What a fascinating and tragic contrast of viewpoints on the world's climate situation.
People who are experiencing effects of a warming planet such as Yeb Sano, the Philippine delegate to the U.N climate talks in Poland, who has written: "To anyone who continues to deny the reality of climate change, I dare you to go to the Pacific islands, the islands of the Caribbean, the Indian Ocean and see the impacts of rising sea levels ... to the hills of Central America that confront similar monstrous hurricanes, to the vast savannas of Africa where climate change has likewise become a matter of life and death as food and water becomes scarce ... And if that is not enough, you may want to pay a visit to the Philippines right now."
Now, at the same time, two U.S. congressmen, Rep. Ed Whitfield, R-Ky., and Sen. Joe Manchin, D-W.Va., have introduced a bill to block the U.S. Environmental Protection Agency from issuing any limits to CO2 from power plants, which is the leading cause of the warming.

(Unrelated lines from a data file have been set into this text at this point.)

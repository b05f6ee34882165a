use crate::BOARD_SIZE;
use crate::cards::board::Board;
use crate::cards::hand::Hand;
use crate::cards::hole::Hole;
use crate::cards::lowball::Lowball;
use crate::cards::strength::Strength;

/// Maps one player's hole cards and a complete board to a showdown value.
///
/// `High` is ordered so that greater is stronger. `Low` is ordered so that
/// LESSER is stronger, and `None` means the player has no qualifying low.
/// Implementations must be pure: the calculator invokes them from many
/// threads at once.
pub trait Evaluate: Sync {
    type High: Ord + Copy;
    type Low: Ord + Copy;
    fn evaluate(&self, hole: Hand, board: Hand) -> Result<(Self::High, Option<Self::Low>), String>;
}

/// The built-in Omaha evaluators.
#[derive(Debug, Default, Clone, Copy, PartialEq, Eq, serde::Serialize)]
#[serde(rename_all = "snake_case")]
pub enum Variant {
    /// Omaha Hi/Lo, eight or better.
    #[default]
    HiLo,
    /// Omaha high only. Never produces a low.
    High,
}

impl Evaluate for Variant {
    type High = Strength;
    type Low = Lowball;
    fn evaluate(&self, hole: Hand, board: Hand) -> Result<(Strength, Option<Lowball>), String> {
        let hole = Hole::try_from(hole)?;
        if board.size() != BOARD_SIZE {
            let size = board.size();
            return Err(format!("board must contain exactly {} cards, got {}", BOARD_SIZE, size));
        }
        if !Hand::from(hole).disjoint(&board) {
            return Err(format!("hole {} overlaps board {}", hole, board));
        }
        let mut high = None::<Strength>;
        let mut low = None::<Lowball>;
        for hand in hole.hands(Board::from(board)) {
            high = high.max(Some(Strength::from(hand)));
            if let Variant::HiLo = self {
                low = match (low, Lowball::qualify(hand)) {
                    (Some(best), Some(this)) => Some(best.min(this)),
                    (best, this) => best.or(this),
                };
            }
        }
        high.map(|high| (high, low))
            .ok_or_else(|| String::from("no five-card hand available"))
    }
}

impl std::fmt::Display for Variant {
    fn fmt(&self, f: &mut std::fmt::Formatter) -> std::fmt::Result {
        match self {
            Variant::HiLo => write!(f, "omaha hi/lo 8"),
            Variant::High => write!(f, "omaha hi"),
        }
    }
}

#[cfg(test)]
mod tests {
    use super::*;
    use crate::cards::rank::Rank;
    use crate::cards::ranking::Ranking;

    fn hand(s: &str) -> Hand {
        Hand::try_from(s).unwrap()
    }

    #[test]
    fn must_use_exactly_two_hole_cards() {
        // four spades in hand and one on board is not a flush in omaha
        let board = hand("2s 7h 8d 9c 3h");
        let (high, _) = Variant::HiLo.evaluate(hand("As Ks Qs Js"), board).unwrap();
        assert_eq!(high.ranking(), Ranking::HighCard(Rank::Ace));
    }

    #[test]
    fn must_use_exactly_three_board_cards() {
        // a board straight does not play without two hole cards
        let board = hand("5h 6c 7d 8s 9h");
        let (high, _) = Variant::High.evaluate(hand("Kc Kd 2h 2s"), board).unwrap();
        assert_eq!(high.ranking(), Ranking::OnePair(Rank::King));
    }

    #[test]
    fn best_low_across_combinations() {
        let (_, low) = Variant::HiLo.evaluate(hand("Ac 2d Kh Kd"), hand("3s 4h 8c Qd Js")).unwrap();
        let expected = Lowball::qualify(hand("Ac 2d 3s 4h 8c"));
        assert_eq!(low, expected);
    }

    #[test]
    fn no_low_without_three_low_board_cards() {
        let (_, low) = Variant::HiLo.evaluate(hand("Ac 2d 3h 4s"), hand("5s 9h Tc Qd Js")).unwrap();
        assert_eq!(low, None);
    }

    #[test]
    fn high_variant_never_lows() {
        let (_, low) = Variant::High.evaluate(hand("Ac 2d Kh Kd"), hand("3s 4h 8c Qd Js")).unwrap();
        assert_eq!(low, None);
    }

    #[test]
    fn rejects_malformed_input() {
        assert!(Variant::HiLo.evaluate(hand("Ac 2d Kh"), hand("3s 4h 8c Qd Js")).is_err());
        assert!(Variant::HiLo.evaluate(hand("Ac 2d Kh Kd"), hand("3s 4h 8c Qd")).is_err());
        assert!(Variant::HiLo.evaluate(hand("Ac 2d Kh Kd"), hand("Ac 4h 8c Qd Js")).is_err());
    }
}
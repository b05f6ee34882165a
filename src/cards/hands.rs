use super::hand::Hand;

/// Combinatorial iterator over all n-card hands from a deck.
///
/// Generates all C(k, n) combinations of n cards from the k available cards
/// (those not blocked by the mask). Uses bit-twiddling to generate successive
/// permutations without storing them in memory.
///
/// # Construction
///
/// Created from `(n, mask)` where `n` is the hand size and `mask` is a [`Hand`]
/// of cards to exclude (already dealt cards). Choosing zero cards yields the
/// empty hand exactly once.
///
/// # Performance
///
/// - Memory: O(1): only stores current state, not all combinations
/// - Time per `.next()`: O(1) amortized via Gosper's hack
/// - Deterministic ordering for reproducible iteration
pub struct HandIterator {
    next: u64,
    mask: u64,
    fresh: bool,
}

impl HandIterator {
    /// Total number of combinations under this mask.
    ///
    /// Computes C(available, hand_size) using the multiplicative formula.
    pub fn combinations(&self) -> usize {
        let n = 52 - Hand::from(self.mask).size();
        let k = Hand::from(self.next).size();
        (0..k).fold(1, |x, i| x * n.saturating_sub(i) / (i + 1))
    }
    /// Tests whether iteration is complete.
    fn exhausted(&self) -> bool {
        if self.next == 0 {
            !self.fresh
        } else {
            (64 - 52) > self.next.leading_zeros()
        }
    }
    /// Gosper's hack for next bit permutation with same popcount.
    ///
    /// See: https://graphics.stanford.edu/~seander/bithacks.html#NextBitPermutation
    fn permute(&self) -> u64 {
        let  x = /* 000_100                       */ self.next;
        let  a = /* 000_111 <- 000_100 || 000_110 */ x | (x - 1);
        let  b = /* 001_000 <-                    */ a + 1;
        let  c = /* 111_000 <-                    */ !   a;
        let  d = /* 001_000 <- 111_000 && 001_000 */ c & b;
        let  e = /* 000_111 <-                    */ d - 1;
        let  f = /*         << xxx                */ 1 + x.trailing_zeros();
        let  g = /* 000_000 <-                    */ e >> f;
        let  h = /* 001_000 <- 001_000 || 000_000 */ b | g;
        h
    }
    fn look(&self) -> Hand {
        Hand::from(self.next)
    }
    fn advance(&mut self) {
        if self.next == 0 {
            self.fresh = false;
            return;
        }
        loop {
            self.next = self.permute();
            if self.next & self.mask == 0 || self.exhausted() {
                break;
            }
        }
    }
}

impl Iterator for HandIterator {
    type Item = Hand;
    fn next(&mut self) -> Option<Self::Item> {
        if self.exhausted() {
            None
        } else {
            let last = self.look();
            self.advance();
            Some(last)
        }
    }
}

/// size and mask are immutable and must be decided at construction
impl From<(usize, Hand)> for HandIterator {
    fn from((n, mask): (usize, Hand)) -> Self {
        debug_assert!(n <= 52);
        let mut this = Self {
            next: (1 << n) - 1,
            mask: u64::from(mask),
            fresh: true,
        };
        while this.next & this.mask > 0 && !this.exhausted() {
            this.next = this.permute();
        }
        this
    }
}

/// Iterator over the n-card subsets of a small hand.
///
/// Walks every submask of the hand in increasing order and keeps those
/// holding exactly n cards. A k-card hand costs 2^k steps no matter where
/// its cards sit in the deck, so picking from a hole or a board never
/// sweeps the other 40-odd cards the way [`HandIterator`] would.
pub struct SubsetIterator {
    next: u64,
    mask: u64,
    size: u32,
    done: bool,
}

impl Iterator for SubsetIterator {
    type Item = Hand;
    fn next(&mut self) -> Option<Self::Item> {
        while !self.done {
            let subset = self.next;
            self.next = self.next.wrapping_sub(self.mask) & self.mask;
            self.done = self.next == 0;
            if subset.count_ones() == self.size {
                return Some(Hand::from(subset));
            }
        }
        None
    }
}

/// n cards chosen from the cards of the hand
impl From<(usize, Hand)> for SubsetIterator {
    fn from((n, hand): (usize, Hand)) -> Self {
        Self {
            next: 0,
            mask: u64::from(hand),
            size: n as u32,
            done: false,
        }
    }
}
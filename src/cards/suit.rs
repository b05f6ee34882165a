/// Card suit: clubs, diamonds, hearts, spades.
///
/// The ordering (C < D < H < S) is arbitrary but consistent.
#[derive(Debug, Default, Clone, Copy, Hash, PartialEq, Eq, PartialOrd, Ord)]
pub enum Suit {
    #[default]
    C = 0,
    D = 1,
    H = 2,
    S = 3,
}

impl Suit {
    /// All four suits in canonical order.
    pub const fn all() -> [Suit; 4] {
        [Suit::C, Suit::D, Suit::H, Suit::S]
    }
}

/// u8 isomorphism
impl From<u8> for Suit {
    fn from(n: u8) -> Suit {
        match n {
            0 => Suit::C,
            1 => Suit::D,
            2 => Suit::H,
            3 => Suit::S,
            _ => unreachable!("invalid suit"),
        }
    }
}
impl From<Suit> for u8 {
    fn from(s: Suit) -> u8 {
        s as u8
    }
}

/// u64 representation
///
/// Every card of this suit in a Hand.
impl From<Suit> for u64 {
    fn from(s: Suit) -> u64 {
        match s {
            Suit::C => 0x0001111111111111,
            Suit::D => 0x0002222222222222,
            Suit::H => 0x0004444444444444,
            Suit::S => 0x0008888888888888,
        }
    }
}

/// str isomorphism
impl TryFrom<&str> for Suit {
    type Error = String;
    fn try_from(s: &str) -> Result<Self, Self::Error> {
        match s.trim().to_lowercase().as_str() {
            "c" | "♣" => Ok(Suit::C),
            "d" | "♦" => Ok(Suit::D),
            "h" | "♥" => Ok(Suit::H),
            "s" | "♠" => Ok(Suit::S),
            _ => Err(format!("invalid suit str: {}", s)),
        }
    }
}

impl std::fmt::Display for Suit {
    fn fmt(&self, f: &mut std::fmt::Formatter) -> std::fmt::Result {
        match self {
            Suit::C => write!(f, "c"),
            Suit::D => write!(f, "d"),
            Suit::H => write!(f, "h"),
            Suit::S => write!(f, "s"),
        }
    }
}
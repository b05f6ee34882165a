//! Card primitives and Omaha hand evaluation.
//!
//! - [`Card`]: a single card encoded in one byte
//! - [`Hand`]: an unordered set of cards as a 64-bit mask
//! - [`HandIterator`]: every n-card subset of the cards not yet seen
//! - [`SubsetIterator`]: every n-card subset of a small hand
//! - [`Deck`]: uniform random draws for Monte Carlo runouts
//! - [`Hole`]: a player's four private cards
//! - [`Board`]: the community cards
//! - [`Strength`]: high-hand value; [`Lowball`]: 8-or-better low value
pub mod board;
pub use board::*;

pub mod card;
pub use card::*;

pub mod deck;
pub use deck::*;

pub mod evaluator;
pub use evaluator::*;

pub mod hand;
pub use hand::*;

pub mod hands;
pub use hands::*;

pub mod hole;
pub use hole::*;

pub mod kicks;
pub use kicks::*;

pub mod lowball;
pub use lowball::*;

pub mod rank;
pub use rank::*;

pub mod ranking;
pub use ranking::*;

pub mod strength;
pub use strength::*;

pub mod suit;
pub use suit::*;
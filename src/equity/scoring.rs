/// Which counters a [`Report`](super::report::Report) renders.
#[derive(Debug, Default, Clone, Copy, PartialEq, Eq, serde::Serialize)]
#[serde(rename_all = "snake_case")]
pub enum Scoring {
    /// Win means scooping the whole pot; any other share is a tie.
    #[default]
    Combined,
    /// High and low halves counted separately, each as win or tie.
    Split,
}
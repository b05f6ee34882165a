use super::error::EquityError;
use super::evaluate::Evaluate;
use crate::cards::hand::Hand;
use crate::{Chips, HALF_POT, POT, Position, Probability};
use std::cmp::Ordering;

/// A set of seats as a bitmask. Bit `i` is player `i`.
#[derive(Debug, Default, Clone, Copy, PartialEq, Eq, Hash)]
pub struct Seats(u16);

impl Seats {
    pub const fn empty() -> Self {
        Self(0)
    }
    pub const fn only(player: Position) -> Self {
        Self(1 << player)
    }
    pub fn insert(&mut self, player: Position) {
        self.0 |= 1 << player;
    }
    pub fn contains(&self, player: Position) -> bool {
        self.0 & (1 << player) != 0
    }
    pub fn len(&self) -> usize {
        self.0.count_ones() as usize
    }
    pub fn is_empty(&self) -> bool {
        self.0 == 0
    }
    /// Seats in ascending order.
    pub fn iter(&self) -> impl Iterator<Item = Position> + use<> {
        let mut bits = self.0;
        std::iter::from_fn(move || match bits {
            0 => None,
            _ => {
                let seat = bits.trailing_zeros() as Position;
                bits &= bits - 1;
                Some(seat)
            }
        })
    }
}

/// The outcome of one complete board: who takes the high half and who, if
/// anyone, takes the low half.
///
/// Shares are whole [`POT`] units so that every board distributes exactly
/// one pot regardless of how many ways it is split.
#[derive(Debug, Clone, Copy, PartialEq, Eq)]
pub struct Settlement {
    high: Seats,
    low: Seats,
}

impl Settlement {
    /// Evaluate every player on `board` and collect the winners of each side.
    ///
    /// A player strictly better than the best so far replaces the winner
    /// set; an equal player joins it. Players without a qualifying low never
    /// contest the low side. The first evaluator failure aborts the board.
    pub fn resolve<E>(evaluator: &E, holes: &[Hand], board: Hand) -> Result<Self, EquityError>
    where
        E: Evaluate + ?Sized,
    {
        let mut best_high = None::<E::High>;
        let mut best_low = None::<E::Low>;
        let mut high = Seats::empty();
        let mut low = Seats::empty();
        for (player, hole) in holes.iter().enumerate() {
            let (hi, lo) = evaluator
                .evaluate(*hole, board)
                .map_err(|reason| EquityError::Evaluation {
                    player,
                    board,
                    reason,
                })?;
            match best_high.map(|best| hi.cmp(&best)) {
                None | Some(Ordering::Greater) => {
                    best_high = Some(hi);
                    high = Seats::only(player);
                }
                Some(Ordering::Equal) => high.insert(player),
                Some(Ordering::Less) => {}
            }
            if let Some(lo) = lo {
                match best_low.map(|best| lo.cmp(&best)) {
                    None | Some(Ordering::Less) => {
                        best_low = Some(lo);
                        low = Seats::only(player);
                    }
                    Some(Ordering::Equal) => low.insert(player),
                    Some(Ordering::Greater) => {}
                }
            }
        }
        Ok(Self { high, low })
    }

    pub fn high(&self) -> Seats {
        self.high
    }
    pub fn low(&self) -> Seats {
        self.low
    }
    /// Whether some player qualified for low, splitting the pot in halves.
    pub fn split(&self) -> bool {
        !self.low.is_empty()
    }
    /// Sole winner of the whole pot, with no low to split it.
    pub fn scoops(&self, player: Position) -> bool {
        !self.split() && self.high == Seats::only(player)
    }

    /// The player's share of this board's pot, in [`POT`] units.
    pub fn share(&self, player: Position) -> Chips {
        let half = match self.split() {
            true => HALF_POT,
            false => POT,
        };
        let high = match self.high.contains(player) {
            true => half / self.high.len() as Chips,
            false => 0,
        };
        let low = match self.low.contains(player) {
            true => HALF_POT / self.low.len() as Chips,
            false => 0,
        };
        high + low
    }
    /// The player's share of this board's pot, as a fraction of one.
    pub fn fraction(&self, player: Position) -> Probability {
        self.share(player) as Probability / POT as Probability
    }
}

#[cfg(test)]
mod tests {
    use super::*;

    /// Scripted evaluator: each player's hole encodes its index in the
    /// lowest set card, which selects a fixed (high, low) result.
    struct Script(Vec<(u32, Option<u32>)>);
    impl Evaluate for Script {
        type High = u32;
        type Low = u32;
        fn evaluate(&self, hole: Hand, _: Hand) -> Result<(u32, Option<u32>), String> {
            let seat = u64::from(hole).trailing_zeros() as usize / 4;
            self.0.get(seat).copied().ok_or_else(|| String::from("unscripted seat"))
        }
    }

    fn seats(n: usize) -> Vec<Hand> {
        (0..n).map(|i| Hand::from(0xFu64 << (i * 4))).collect()
    }

    fn settle(script: Vec<(u32, Option<u32>)>) -> Settlement {
        let holes = seats(script.len());
        Settlement::resolve(&Script(script), &holes, Hand::empty()).unwrap()
    }

    fn total(settlement: &Settlement, n: usize) -> Chips {
        (0..n).map(|i| settlement.share(i)).sum()
    }

    #[test]
    fn sole_high_scoops() {
        let s = settle(vec![(5, None), (9, None), (7, None)]);
        assert_eq!(s.share(1), POT);
        assert!(s.scoops(1));
        assert_eq!(s.fraction(0), 0.0);
        assert_eq!(total(&s, 3), POT);
    }

    #[test]
    fn two_way_high_tie_without_low() {
        let s = settle(vec![(9, None), (3, None), (9, None)]);
        assert_eq!(s.fraction(0), 0.5);
        assert_eq!(s.fraction(2), 0.5);
        assert_eq!(s.share(1), 0);
        assert!(!s.scoops(0));
        assert_eq!(total(&s, 3), POT);
    }

    #[test]
    fn high_and_low_split() {
        let s = settle(vec![(9, Some(40)), (3, Some(20)), (5, None)]);
        assert!(s.split());
        assert_eq!(s.fraction(0), 0.5);
        assert_eq!(s.fraction(1), 0.5);
        assert_eq!(s.share(2), 0);
    }

    #[test]
    fn scoop_both_halves() {
        let s = settle(vec![(9, Some(20)), (3, Some(40))]);
        assert_eq!(s.share(0), POT);
        assert!(!s.scoops(0));
    }

    #[test]
    fn quartered() {
        let s = settle(vec![(9, Some(20)), (9, None), (3, Some(20))]);
        assert_eq!(s.fraction(0), 0.25 + 0.25);
        assert_eq!(s.fraction(1), 0.25);
        assert_eq!(s.fraction(2), 0.25);
        assert_eq!(total(&s, 3), POT);
    }

    #[test]
    fn prior_best_kept_in_tie_after_reset() {
        let s = settle(vec![(3, None), (7, None), (7, None), (5, None), (7, None)]);
        assert_eq!(s.high().iter().collect::<Vec<_>>(), vec![1, 2, 4]);
        assert_eq!(total(&s, 5), POT);
    }

    #[test]
    fn every_split_is_exact() {
        for n in 2..=crate::MAX_PLAYERS {
            let s = settle(vec![(1, Some(1)); n]);
            assert_eq!(total(&s, n), POT);
            let s = settle((0..n).map(|i| (1, (i % 2 == 0).then_some(1))).collect());
            assert_eq!(total(&s, n), POT);
        }
    }

    #[test]
    fn evaluator_failure_names_player() {
        let holes = seats(3);
        let script = Script(vec![(1, None), (2, None)]);
        let err = Settlement::resolve(&script, &holes, Hand::empty()).unwrap_err();
        assert!(matches!(err, EquityError::Evaluation { player: 2, .. }));
    }

    #[test]
    fn seat_iteration() {
        let mut seats = Seats::only(3);
        seats.insert(0);
        seats.insert(8);
        assert_eq!(seats.len(), 3);
        assert_eq!(seats.iter().collect::<Vec<_>>(), vec![0, 3, 8]);
        assert!(Seats::empty().is_empty());
    }
}
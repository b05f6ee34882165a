use super::rank::Rank;

/// A hand's kicker cards as a 13-bit rank mask.
///
/// Two hands of the same [`Ranking`] with the same number of kickers
/// compare correctly as integers: the highest differing rank decides.
///
/// [`Ranking`]: super::ranking::Ranking
#[derive(Debug, Default, Clone, Copy, Eq, PartialEq, PartialOrd, Ord)]
pub struct Kickers(u16);

/// u16 isomorphism
impl From<Kickers> for u16 {
    fn from(k: Kickers) -> Self {
        k.0
    }
}
impl From<u16> for Kickers {
    fn from(n: u16) -> Self {
        Self(n)
    }
}

/// Vec<Rank> isomorphism
///
/// [2c, Ts, Jc, Js, Jd, Jh]
/// xxx 0001100000001
impl From<Kickers> for Vec<Rank> {
    fn from(k: Kickers) -> Self {
        Rank::all()
            .into_iter()
            .filter(|r| k.0 & u16::from(*r) != 0)
            .collect()
    }
}
impl From<Vec<Rank>> for Kickers {
    fn from(ranks: Vec<Rank>) -> Self {
        Self(ranks.iter().map(|r| u16::from(*r)).fold(0u16, |a, b| a | b))
    }
}

impl std::fmt::Display for Kickers {
    fn fmt(&self, f: &mut std::fmt::Formatter) -> std::fmt::Result {
        for rank in Vec::<Rank>::from(*self).into_iter().rev() {
            write!(f, "{}", rank)?;
        }
        Ok(())
    }
}

#[cfg(test)]
mod tests {
    use super::*;

    #[test]
    fn highest_difference_wins() {
        let a = Kickers::from(vec![Rank::King, Rank::Nine, Rank::Two]);
        let b = Kickers::from(vec![Rank::Queen, Rank::Jack, Rank::Ten]);
        assert!(a > b);
        assert_eq!(a.to_string(), "K92");
    }
}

This is dark humor at its best. One sees the world in trouble and changes required. The other sees no reason to change anything. Fascinating. — Carl Prufer, Ashland
Our congressional "Representative" Greg Walden will be asking for your vote next November. He doesn't deserve it.
Check out his votes. Tons of pears rotted on the ground because there weren't enough pickers to harvest them because Walden helped block Immigration reform. Walden voted to gut the food stamp program, letting as many as 34 percent of his constituents, food-stamp dependent, go hungry. Walden voted against the Farm Bill, putting politics ahead of struggling farmers in his largely agricultural district.
Walden voted with the tea party to shut down the government, disrupting the economy, harming thousands of businesses, increasing unemployment and costing $24 billion. Then he voted again with the tea party against stopping the shutdown.
Walden spent five weeks in his district meeting with "interest groups" but refused to hold town hall meetings except in two tiny northeastern counties. As chairman of the National Republican Congressional Committee, he'll be less interested in the welfare of his district than in getting other Republicans elected to Congress.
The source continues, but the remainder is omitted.